The dynamics of cells are coordinated and controlled by protein–protein interactions, and the complete set (known) PPIs gives rise to a network. The state-of-the-art database of these PPI networks is Biogrid (, described by Breitkreutz et al. [25]. It should be stressed that, even though state-of-the-art today, it is not complete, and does not describe the full species-specific PPI networks. There are several reasons for this including the fact that the proteome has not been fully mapped from open-reading frames to genes and proteins. Consequently, calculations of the networks’ properties such as entropy or the Gibbs free energy should be taken as estimates reflecting the present state of knowledge about these networks.

Here, we report the outcomes of merging two types of data, transcriptome and PPI networks, to compute the energetic state of cancer.
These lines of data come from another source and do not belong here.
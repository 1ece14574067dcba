//! Document integrity commands
//!
//! - `specflow validate` reports every consistency problem without writing
//! - `specflow repair` applies the safe fixes (missing inverse edges, parent
//!   back references, the state index) and lists what still needs a human

use anyhow::{bail, Result};
use colored::Colorize;

use crate::fs::Workspace;
use crate::verify::{self, Issue};

fn print_issue(issue: &Issue) {
    let (icon, tag) = if issue.repairable {
        ("!".yellow().bold(), "REPAIRABLE".yellow().bold())
    } else {
        ("✗".red().bold(), "MANUAL".red().bold())
    };
    println!("{} {} {} [{}]", icon, issue.id.cyan(), issue.message, tag);
}

fn print_header(title: &str) {
    println!("{}", title.bold());
    println!("{}", "─".repeat(40).dimmed());
}

/// Execute `specflow validate`; fails when any issue is found.
pub fn validate(workspace: &Workspace) -> Result<()> {
    let doc = workspace.snapshot()?;
    let report = verify::validate(&doc);

    if report.is_valid() {
        println!(
            "{} {} work units, no issues found",
            "✓".green().bold(),
            doc.work_units.len()
        );
        return Ok(());
    }

    print_header("Issues Detected");
    for issue in &report.issues {
        print_issue(issue);
    }
    println!();

    let repairable = report.repairable().count();
    if repairable > 0 {
        println!(
            "{} {} issue(s) can be fixed automatically. Run {}.",
            "→".blue().bold(),
            repairable,
            "specflow repair".cyan()
        );
    }
    bail!("{} integrity issue(s) found", report.issues.len())
}

/// Execute `specflow repair`.
pub fn repair(workspace: &Workspace) -> Result<()> {
    let report = workspace.transaction(|doc, _| Ok(verify::repair(doc)))?;

    if report.changed() {
        print_header("Applied Fixes");
        for fix in &report.fixes {
            println!("{} {}", "✓".green(), fix);
        }
        println!();
    }

    if report.remaining.is_empty() {
        if !report.changed() {
            println!("{} No issues found - document is consistent", "✓".green().bold());
        }
        return Ok(());
    }

    print_header("Needs Manual Resolution");
    for issue in &report.remaining {
        print_issue(issue);
    }
    println!();
    println!(
        "  Fixed: {}  Remaining: {}",
        report.fixes.len().to_string().green().bold(),
        report.remaining.len().to_string().red().bold()
    );
    bail!("{} issue(s) need manual resolution", report.remaining.len())
}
We show a correlation between the Gibbs free energy and 5-year patient survival for different cancers. Below, we describe the calculation of Gibbs free energy of cells, outline the data sources, and present the results and discussion.

Proteins do not interact simultaneously with large numbers of neighbors, as would be implied by the PPI network view of some hub proteins (e.g., p53). Instead, the hub protein may be interacting with one or two neighbors at a time, forming a complex nanomachine part such as a ribosome. We make the ensemble assumption that many copies of the hub protein may be located in many places in cells and each of the copies may be interacting with a different protein partner. Therefore, we can assume an ensemble of the protein of interest, as well as that its interactions with its neighbors, are akin to an ideal gas mixture.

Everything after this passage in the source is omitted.